Social triggers are often just as impactful as biological ones. A history of mental health challenges, a lack of practical support at home, or a traumatic birth experience can all increase a mother’s vulnerability. Midwives should also be mindful of the pressure surrounding breastfeeding. If a mother is struggling with feeding and it is becoming a primary source of distress or feelings of failure, supporting her to find a feeding solution that prioritizes her mental health is an important clinical intervention.
Categorizing Mental Health Concerns

It is essential for midwives to distinguish between different postnatal mental health states to ensure the correct level of intervention. The “Baby Blues” are experienced by the majority of women; they typically peak around the third to fifth day postpartum and resolve within ten days. If a mother’s low mood or anxiety persists beyond the first few weeks, it warrants a more detailed clinical discussion to explore the possibility of PPD.
At the most severe end of the spectrum is Postpartum Psychosis. This is a rare but serious clinical emergency occurring in approximately 1 in 1,000 births. Midwives must act immediately if they observe signs of mania, delusions, or hallucinations. Unlike PPD, psychosis involves a break from reality and requires urgent psychiatric assessment and often hospitalization to ensure the safety of both the mother and the infant.
Managing Care and Referrals
When a midwife identifies signs of PPD, the focus shifts to a multidisciplinary care model. The primary step is usually a referral to the mother’s General Practitioner (GP). In Australia, the GP can create a Mental Health Care Plan, which provides the mother with subsidized access to psychologists or counselors.
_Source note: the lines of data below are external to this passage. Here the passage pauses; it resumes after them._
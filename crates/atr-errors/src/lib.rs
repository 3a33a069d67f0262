//! # atr-errors
//!
//! Client-side error handling for the Atrium console.
//!
//! - [`classify`] maps a [`RawFailure`] to a type and severity
//! - [`ErrorStore`] keeps a bounded, observable list of recent errors
//! - [`ErrorHandler`] is the facade screens call: record, wrap, retry
//! - [`summarize`] and [`ErrorView`] prepare records for display
//! - [`RecoveryBoundary`] replaces a failing render step with a fallback
//!
//! ```no_run
//! use atr_errors::{ErrorHandler, RawFailure};
//!
//! # async fn demo() {
//! let handler = ErrorHandler::default();
//! let products = handler
//!     .retry_default(|| async { Err::<Vec<String>, _>(RawFailure::status(503)) })
//!     .await;
//! assert!(products.is_none());
//! assert_eq!(handler.store().len(), 1);
//! # }
//! ```

pub mod boundary;
pub mod classify;
pub mod dedup;
pub mod failure;
pub mod handler;
pub mod http;
pub mod retry;
pub mod stats;
pub mod store;
pub mod view;

pub use boundary::{BoundaryFailure, BoundaryState, RecoveryBoundary};
pub use classify::{Classification, classify};
pub use dedup::{DUPLICATE_WINDOW_MS, is_duplicate};
pub use failure::{RawFailure, RequestInfo, ResponseInfo};
pub use handler::{ErrorHandler, ErrorInput, ErrorOptions, ValidationOptions};
pub use http::{check_response, check_response_for};
pub use retry::{CancelSignal, RetryOutcome, RetryPolicy};
pub use stats::{ErrorSummary, SeverityCount, TypeCount, summarize};
pub use store::{DEFAULT_MAX_ERRORS, ErrorStore, NewError};
pub use view::{ErrorView, TechnicalDetails};

pub use atr_core::{ErrorCode, ErrorRecord, ErrorType, Severity};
This collaborative approach ensures the mother has a “Circle of Care” surrounding her.
Midwives also play a role in discussing treatment options, including medication. Many mothers are concerned about the safety of SSRIs (Antidepressants) while breastfeeding. It is helpful to reassure mothers that many commonly used SSRIs are considered compatible with breastfeeding under medical guidance, as the amount that reaches the baby is generally very low. By providing evidence-based information and linking the mother to community resources like PANDA, midwives help bridge the gap between identifying a problem and starting the journey to recovery.
People Also Ask (FAQ)
Q: Is it a legal requirement for midwives to screen for PPD?
While not a specific “law,” screening for perinatal mental health is considered a professional responsibility and a standard of best practice within Australian midwifery guidelines.
Q: How long do the “Baby Blues” normally last?
They usually start a few days after birth and settle down within about a week or ten days. If the feelings of sadness or anxiety last longer than two weeks, you should talk to your midwife or GP.
Q: Can I keep breastfeeding if I need to take antidepressants?
Yes, in many cases. Many SSRIs are considered compatible with breastfeeding. Your doctor will help you choose a medication that is safe for both you and your baby.
Q: Does a high score on the EPDS mean I have depression?
Not necessarily. A high score means you are experiencing symptoms that could be depression. It is a tool used to start a deeper conversation with a healthcare professional who can then provide a formal assessment.
Q: What is the biggest risk factor for PPD?
While it can happen to anyone, the strongest risk factor is often a previous history of depression or anxiety, followed by a lack of social support or high levels of stress during the pregnancy.
Disclaimer: “I researched this information on the internet; please use it as a guide and also reach out to a professional for assistance and advice.This information is not medical advice, so seek your medical professional’s assistance.”